:: Input material ::

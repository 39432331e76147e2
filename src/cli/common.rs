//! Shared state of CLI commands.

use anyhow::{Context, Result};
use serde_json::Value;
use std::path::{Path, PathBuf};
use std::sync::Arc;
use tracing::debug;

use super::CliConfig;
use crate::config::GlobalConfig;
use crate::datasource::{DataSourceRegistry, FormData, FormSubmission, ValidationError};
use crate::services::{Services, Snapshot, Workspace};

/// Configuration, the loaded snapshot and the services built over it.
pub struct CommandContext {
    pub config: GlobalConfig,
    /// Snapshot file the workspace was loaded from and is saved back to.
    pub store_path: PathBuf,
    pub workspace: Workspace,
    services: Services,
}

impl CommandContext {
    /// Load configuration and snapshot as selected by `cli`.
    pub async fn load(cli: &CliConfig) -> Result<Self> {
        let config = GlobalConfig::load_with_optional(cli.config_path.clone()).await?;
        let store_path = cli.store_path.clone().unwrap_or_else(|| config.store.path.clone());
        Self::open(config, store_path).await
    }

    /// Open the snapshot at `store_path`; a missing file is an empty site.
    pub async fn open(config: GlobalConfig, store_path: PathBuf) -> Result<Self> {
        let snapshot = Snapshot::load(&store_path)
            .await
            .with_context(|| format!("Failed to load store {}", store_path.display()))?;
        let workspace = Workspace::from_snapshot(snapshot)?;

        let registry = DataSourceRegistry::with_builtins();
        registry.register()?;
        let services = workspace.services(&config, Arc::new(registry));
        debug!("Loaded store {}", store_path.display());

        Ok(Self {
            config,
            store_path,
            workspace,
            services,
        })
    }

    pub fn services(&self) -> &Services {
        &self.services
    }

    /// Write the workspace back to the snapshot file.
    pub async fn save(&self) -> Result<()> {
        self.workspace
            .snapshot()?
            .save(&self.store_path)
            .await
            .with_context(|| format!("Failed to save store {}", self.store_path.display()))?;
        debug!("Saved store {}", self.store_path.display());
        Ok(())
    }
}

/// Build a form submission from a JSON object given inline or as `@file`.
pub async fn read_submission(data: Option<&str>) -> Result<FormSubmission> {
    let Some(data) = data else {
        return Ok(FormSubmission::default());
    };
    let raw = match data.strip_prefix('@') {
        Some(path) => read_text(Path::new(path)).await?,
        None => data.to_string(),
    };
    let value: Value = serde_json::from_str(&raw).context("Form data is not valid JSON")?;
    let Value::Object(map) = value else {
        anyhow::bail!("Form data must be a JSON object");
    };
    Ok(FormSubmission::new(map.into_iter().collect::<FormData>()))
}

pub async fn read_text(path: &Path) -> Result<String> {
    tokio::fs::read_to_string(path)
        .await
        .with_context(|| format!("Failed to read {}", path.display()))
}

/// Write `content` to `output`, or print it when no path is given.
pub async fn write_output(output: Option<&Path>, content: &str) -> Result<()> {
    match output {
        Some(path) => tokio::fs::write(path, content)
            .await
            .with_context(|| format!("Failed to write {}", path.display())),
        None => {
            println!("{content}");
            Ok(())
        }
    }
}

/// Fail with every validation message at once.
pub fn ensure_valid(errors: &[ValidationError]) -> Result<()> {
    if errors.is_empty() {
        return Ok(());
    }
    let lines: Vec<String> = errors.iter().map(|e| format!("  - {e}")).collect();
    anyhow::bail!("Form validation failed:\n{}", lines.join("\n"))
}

:::
:: Input material ::

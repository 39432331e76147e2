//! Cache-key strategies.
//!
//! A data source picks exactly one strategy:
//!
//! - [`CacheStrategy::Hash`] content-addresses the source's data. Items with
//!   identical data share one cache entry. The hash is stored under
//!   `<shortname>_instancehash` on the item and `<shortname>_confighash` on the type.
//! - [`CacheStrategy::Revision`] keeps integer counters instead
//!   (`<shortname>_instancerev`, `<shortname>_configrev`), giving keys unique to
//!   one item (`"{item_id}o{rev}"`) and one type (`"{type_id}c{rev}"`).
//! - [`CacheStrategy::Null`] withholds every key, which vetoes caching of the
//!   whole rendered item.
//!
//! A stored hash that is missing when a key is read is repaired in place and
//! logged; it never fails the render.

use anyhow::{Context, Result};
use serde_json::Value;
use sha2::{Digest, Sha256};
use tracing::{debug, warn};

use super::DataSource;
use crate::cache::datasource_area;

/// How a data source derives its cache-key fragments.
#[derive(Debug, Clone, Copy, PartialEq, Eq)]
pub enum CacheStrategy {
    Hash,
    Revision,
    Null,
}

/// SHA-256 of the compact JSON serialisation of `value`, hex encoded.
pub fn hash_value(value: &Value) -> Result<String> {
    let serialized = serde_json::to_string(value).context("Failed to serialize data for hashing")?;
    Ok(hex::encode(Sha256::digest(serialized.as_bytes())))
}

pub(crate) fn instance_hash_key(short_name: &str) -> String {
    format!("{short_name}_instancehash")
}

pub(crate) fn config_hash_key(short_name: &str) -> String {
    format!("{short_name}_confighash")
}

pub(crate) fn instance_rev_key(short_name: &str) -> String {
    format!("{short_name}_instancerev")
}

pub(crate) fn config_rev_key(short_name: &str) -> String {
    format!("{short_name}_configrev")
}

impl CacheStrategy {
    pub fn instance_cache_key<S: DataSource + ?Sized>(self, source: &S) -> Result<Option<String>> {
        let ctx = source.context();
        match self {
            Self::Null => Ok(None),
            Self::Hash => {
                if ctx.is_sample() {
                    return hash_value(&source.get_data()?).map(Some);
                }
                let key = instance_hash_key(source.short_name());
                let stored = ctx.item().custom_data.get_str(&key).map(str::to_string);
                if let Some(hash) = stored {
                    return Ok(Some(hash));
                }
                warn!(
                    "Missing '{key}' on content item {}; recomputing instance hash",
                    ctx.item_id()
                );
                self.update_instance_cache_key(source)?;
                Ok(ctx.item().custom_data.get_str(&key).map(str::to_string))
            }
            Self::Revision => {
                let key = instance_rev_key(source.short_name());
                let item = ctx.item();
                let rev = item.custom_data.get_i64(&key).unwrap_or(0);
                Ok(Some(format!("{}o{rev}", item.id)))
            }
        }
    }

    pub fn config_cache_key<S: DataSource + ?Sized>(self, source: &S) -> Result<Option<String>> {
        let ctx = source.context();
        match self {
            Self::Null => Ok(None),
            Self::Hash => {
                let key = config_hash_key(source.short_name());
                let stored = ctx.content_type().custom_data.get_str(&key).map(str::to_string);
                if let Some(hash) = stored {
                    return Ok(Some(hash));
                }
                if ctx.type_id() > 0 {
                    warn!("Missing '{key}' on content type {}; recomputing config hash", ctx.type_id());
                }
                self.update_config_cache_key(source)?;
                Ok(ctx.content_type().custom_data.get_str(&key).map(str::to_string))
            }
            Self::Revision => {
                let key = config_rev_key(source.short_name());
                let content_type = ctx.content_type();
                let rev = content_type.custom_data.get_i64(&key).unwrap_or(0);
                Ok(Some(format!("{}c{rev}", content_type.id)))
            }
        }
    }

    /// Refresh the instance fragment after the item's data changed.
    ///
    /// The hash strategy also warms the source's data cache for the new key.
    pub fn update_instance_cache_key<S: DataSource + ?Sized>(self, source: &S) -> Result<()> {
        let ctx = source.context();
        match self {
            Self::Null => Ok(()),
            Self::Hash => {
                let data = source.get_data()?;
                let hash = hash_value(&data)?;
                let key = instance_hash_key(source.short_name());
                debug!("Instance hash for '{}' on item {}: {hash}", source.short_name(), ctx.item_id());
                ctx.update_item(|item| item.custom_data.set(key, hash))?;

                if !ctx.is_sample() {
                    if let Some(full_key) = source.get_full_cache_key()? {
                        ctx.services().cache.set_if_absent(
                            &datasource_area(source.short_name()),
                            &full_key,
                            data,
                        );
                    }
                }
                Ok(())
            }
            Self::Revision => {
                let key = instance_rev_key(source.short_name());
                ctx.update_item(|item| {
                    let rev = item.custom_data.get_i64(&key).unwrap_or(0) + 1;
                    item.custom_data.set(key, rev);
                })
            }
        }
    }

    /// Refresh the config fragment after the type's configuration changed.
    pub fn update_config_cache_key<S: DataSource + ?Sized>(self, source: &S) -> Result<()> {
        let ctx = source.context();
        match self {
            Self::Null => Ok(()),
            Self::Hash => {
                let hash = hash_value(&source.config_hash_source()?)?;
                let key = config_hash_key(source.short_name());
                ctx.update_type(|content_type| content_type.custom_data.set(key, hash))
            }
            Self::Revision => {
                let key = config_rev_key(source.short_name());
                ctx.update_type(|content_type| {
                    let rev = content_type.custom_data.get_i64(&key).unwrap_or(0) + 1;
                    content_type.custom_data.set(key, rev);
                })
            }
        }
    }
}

:::

*What the task requires*
Whenever "FormSubmission" occurs in a line of the entries, copy that line.

*Result below*
use crate::datasource::{DataSourceRegistry, FormData, FormSubmission, ValidationError};
pub async fn read_submission(data: Option<&str>) -> Result<FormSubmission> {
        return Ok(FormSubmission::default());
    Ok(FormSubmission::new(map.into_iter().collect::<FormData>()))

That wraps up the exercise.